==== Study material

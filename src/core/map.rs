//! Host map boundary
//!
//! `MapHost` is everything the plugin needs from the renderer it is added
//! to. `MemoryMap` implements it in memory for headless use and tests.

use crate::{
    core::geo::LatLngBounds,
    data::geojson::FeatureCollection,
    input::events::{MapEvent, MapEventKind},
    style::document::StyleDocument,
    Error, Result,
};
use fxhash::FxHashMap;
use serde_json::{json, Value};
use std::sync::{Arc, Mutex, MutexGuard};

/// Operations the host renderer exposes to controls
pub trait MapHost: Send {
    /// Adds a named source definition to the style
    fn add_source(&mut self, name: &str, source: Value) -> Result<()>;

    /// Replaces the data of a GeoJSON source
    fn set_source_data(&mut self, name: &str, data: &FeatureCollection) -> Result<()>;

    /// Snapshot of the current style document
    fn style(&self) -> StyleDocument;

    /// Commits a style document back to the renderer
    fn set_style(&mut self, style: StyleDocument) -> Result<()>;

    /// Currently visible extent
    fn bounds(&self) -> LatLngBounds;

    /// Subscribes `listener` to events of `kind`
    fn on(&mut self, kind: MapEventKind, listener: &str);

    /// Removes a subscription made with `on`
    fn off(&mut self, kind: MapEventKind, listener: &str);
}

/// Host handle shared between a control and its in-flight fetches
pub type SharedHost = Arc<Mutex<dyn MapHost>>;

/// Locks the host, mapping a poisoned lock to a plugin error
pub fn lock_host(host: &SharedHost) -> Result<MutexGuard<'_, dyn MapHost + 'static>> {
    host.lock()
        .map_err(|_| Error::Plugin("map host lock poisoned".to_string()))
}

/// `{"type": "geojson", "data": <collection>}`
pub fn geojson_source(data: &FeatureCollection) -> Result<Value> {
    Ok(json!({
        "type": "geojson",
        "data": data.to_value()?,
    }))
}

/// In-memory host: a style document, a viewport and a listener table
#[derive(Debug, Clone, Default)]
pub struct MemoryMap {
    style: StyleDocument,
    bounds: LatLngBounds,
    listeners: FxHashMap<MapEventKind, Vec<String>>,
    style_commits: usize,
}

impl MemoryMap {
    pub fn new(style: StyleDocument, bounds: LatLngBounds) -> Self {
        Self {
            style,
            bounds,
            listeners: FxHashMap::default(),
            style_commits: 0,
        }
    }

    /// Wraps the map for sharing with a plugin while keeping typed access
    pub fn into_shared(self) -> Arc<Mutex<MemoryMap>> {
        Arc::new(Mutex::new(self))
    }

    pub fn set_bounds(&mut self, bounds: LatLngBounds) {
        self.bounds = bounds;
    }

    /// Moves the viewport and returns the event the renderer would emit
    pub fn move_to(&mut self, bounds: LatLngBounds) -> MapEvent {
        self.bounds = bounds.clone();
        MapEvent::MoveEnd { bounds }
    }

    pub fn listeners(&self, kind: MapEventKind) -> Vec<&str> {
        self.listeners
            .get(&kind)
            .map(|names| names.iter().map(String::as_str).collect())
            .unwrap_or_default()
    }

    pub fn is_subscribed(&self, kind: MapEventKind, listener: &str) -> bool {
        self.listeners(kind).contains(&listener)
    }

    /// Current data of a GeoJSON source
    pub fn source_data(&self, name: &str) -> Option<FeatureCollection> {
        let data = self.style.sources.get(name)?.get("data")?;
        serde_json::from_value(data.clone()).ok()
    }

    /// Number of `set_style` commits so far
    pub fn style_commits(&self) -> usize {
        self.style_commits
    }

    pub fn style_ref(&self) -> &StyleDocument {
        &self.style
    }
}

impl MapHost for MemoryMap {
    fn add_source(&mut self, name: &str, source: Value) -> Result<()> {
        if self.style.sources.contains_key(name) {
            return Err(Error::Plugin(format!("source '{}' already exists", name)));
        }
        log::debug!("adding source '{}'", name);
        self.style.sources.insert(name.to_string(), source);
        Ok(())
    }

    fn set_source_data(&mut self, name: &str, data: &FeatureCollection) -> Result<()> {
        let source = self
            .style
            .sources
            .get_mut(name)
            .and_then(Value::as_object_mut)
            .ok_or_else(|| Error::SourceNotFound(name.to_string()))?;
        source.insert("data".to_string(), data.to_value()?);
        Ok(())
    }

    fn style(&self) -> StyleDocument {
        self.style.clone()
    }

    fn set_style(&mut self, style: StyleDocument) -> Result<()> {
        self.style = style;
        self.style_commits += 1;
        Ok(())
    }

    fn bounds(&self) -> LatLngBounds {
        self.bounds.clone()
    }

    fn on(&mut self, kind: MapEventKind, listener: &str) {
        let names = self.listeners.entry(kind).or_default();
        if !names.iter().any(|name| name == listener) {
            names.push(listener.to_string());
        }
    }

    fn off(&mut self, kind: MapEventKind, listener: &str) {
        if let Some(names) = self.listeners.get_mut(&kind) {
            names.retain(|name| name != listener);
        }
    }
}
//! Plugin control surface
//!
//! The control is a toggle button plus a query input inside a container.
//! Controls are plain state; the host UI reads them to draw and reports
//! interactions back as `ControlEvent`s. Construction goes through a
//! `ControlFactory` so embedders can swap labels, classes or ids.

use serde::{Deserialize, Serialize};

pub const BUTTON_CLASS: &str = "mapboxgl-ctrl-icon";
pub const PLUGIN_ICON_CLASS: &str = "mapboxgl-ctrl-overpass";
pub const MAP_ICON_CLASS: &str = "mapboxgl-ctrl-map";
pub const CONTAINER_CLASS: &str = "mapboxgl-ctrl mapboxgl-ctrl-group";

/// CSS-like display state
#[derive(Debug, Clone, Copy, PartialEq, Eq, Serialize, Deserialize)]
pub enum Display {
    Inline,
    Block,
    None,
}

/// Which icon the toggle button shows
#[derive(Debug, Clone, Copy, PartialEq, Eq, Serialize, Deserialize)]
pub enum ButtonIcon {
    /// Plugin is off: clicking opens it
    Plugin,
    /// Plugin is on: clicking goes back to the plain map
    Map,
}

#[derive(Debug, Clone, PartialEq, Serialize, Deserialize)]
pub struct ButtonControl {
    pub aria_label: String,
    pub icon: ButtonIcon,
}

impl ButtonControl {
    pub fn new(aria_label: impl Into<String>) -> Self {
        Self {
            aria_label: aria_label.into(),
            icon: ButtonIcon::Plugin,
        }
    }

    pub fn class_name(&self) -> String {
        let icon = match self.icon {
            ButtonIcon::Plugin => PLUGIN_ICON_CLASS,
            ButtonIcon::Map => MAP_ICON_CLASS,
        };
        format!("{} {}", BUTTON_CLASS, icon)
    }
}

#[derive(Debug, Clone, PartialEq, Serialize, Deserialize)]
pub struct TextInputControl {
    pub id: String,
    pub placeholder: String,
    pub value: String,
    pub display: Display,
}

impl TextInputControl {
    pub fn new(id: impl Into<String>, placeholder: impl Into<String>) -> Self {
        Self {
            id: id.into(),
            placeholder: placeholder.into(),
            value: String::new(),
            display: Display::None,
        }
    }

    pub fn is_visible(&self) -> bool {
        self.display != Display::None
    }
}

/// Button and input grouped in one container, the element returned by `on_add`
#[derive(Debug, Clone, PartialEq, Serialize, Deserialize)]
pub struct PluginControl {
    pub class_name: String,
    pub display: Display,
    pub button: ButtonControl,
    pub input: TextInputControl,
}

impl PluginControl {
    pub fn set_plugin_icon(&mut self) {
        self.button.icon = ButtonIcon::Plugin;
    }

    pub fn set_map_icon(&mut self) {
        self.button.icon = ButtonIcon::Map;
    }

    pub fn show_input(&mut self, visible: bool) {
        self.input.display = if visible { Display::Inline } else { Display::None };
    }

    pub fn is_visible(&self) -> bool {
        self.display != Display::None
    }
}

/// Builds the control's UI elements
pub trait ControlFactory: Send + Sync {
    fn button(&self) -> ButtonControl;

    fn text_input(&self) -> TextInputControl;

    fn container(&self, button: ButtonControl, input: TextInputControl, show: bool) -> PluginControl {
        PluginControl {
            class_name: CONTAINER_CLASS.to_string(),
            display: if show { Display::Block } else { Display::None },
            button,
            input,
        }
    }

    fn plugin_control(&self, show: bool) -> PluginControl {
        self.container(self.button(), self.text_input(), show)
    }
}

/// Stock button labelled "Inspect" and an `overpass` input with a QL placeholder
#[derive(Debug, Clone, Copy, Default)]
pub struct DefaultControlFactory;

impl ControlFactory for DefaultControlFactory {
    fn button(&self) -> ButtonControl {
        ButtonControl::new("Inspect")
    }

    fn text_input(&self) -> TextInputControl {
        TextInputControl::new("overpass", "Overpass QL")
    }
}

#[cfg(test)]
mod tests {
    use super::*;

    #[test]
    fn test_default_control() {
        let control = DefaultControlFactory.plugin_control(true);
        assert_eq!(control.class_name, CONTAINER_CLASS);
        assert!(control.is_visible());
        assert_eq!(control.button.aria_label, "Inspect");
        assert_eq!(
            control.button.class_name(),
            "mapboxgl-ctrl-icon mapboxgl-ctrl-overpass"
        );
        assert_eq!(control.input.id, "overpass");
        assert_eq!(control.input.placeholder, "Overpass QL");
        assert!(!control.input.is_visible());
    }

    #[test]
    fn test_hidden_container() {
        let control = DefaultControlFactory.plugin_control(false);
        assert_eq!(control.display, Display::None);
    }

    #[test]
    fn test_icon_and_input_state() {
        let mut control = DefaultControlFactory.plugin_control(true);
        control.set_map_icon();
        control.show_input(true);
        assert_eq!(
            control.button.class_name(),
            "mapboxgl-ctrl-icon mapboxgl-ctrl-map"
        );
        assert_eq!(control.input.display, Display::Inline);

        control.set_plugin_icon();
        control.show_input(false);
        assert_eq!(control.button.icon, ButtonIcon::Plugin);
        assert!(!control.input.is_visible());
    }

    struct Labelled;

    impl ControlFactory for Labelled {
        fn button(&self) -> ButtonControl {
            ButtonControl::new("Query OSM")
        }

        fn text_input(&self) -> TextInputControl {
            TextInputControl::new("osm-query", "node({{bbox}});out;")
        }
    }

    #[test]
    fn test_custom_factory() {
        let control = Labelled.plugin_control(true);
        assert_eq!(control.button.aria_label, "Query OSM");
        assert_eq!(control.input.id, "osm-query");
    }
}
pub mod controls;

pub use controls::{
    ButtonControl, ButtonIcon, ControlFactory, DefaultControlFactory, Display, PluginControl,
    TextInputControl,
};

========

> [Exercise goal] Scan the records above for the word "MutexGuard" and return every line where it occurs.

> [Response below]
use std::sync::{Arc, Mutex, MutexGuard};
pub fn lock_host(host: &SharedHost) -> Result<MutexGuard<'_, dyn MapHost + 'static>> {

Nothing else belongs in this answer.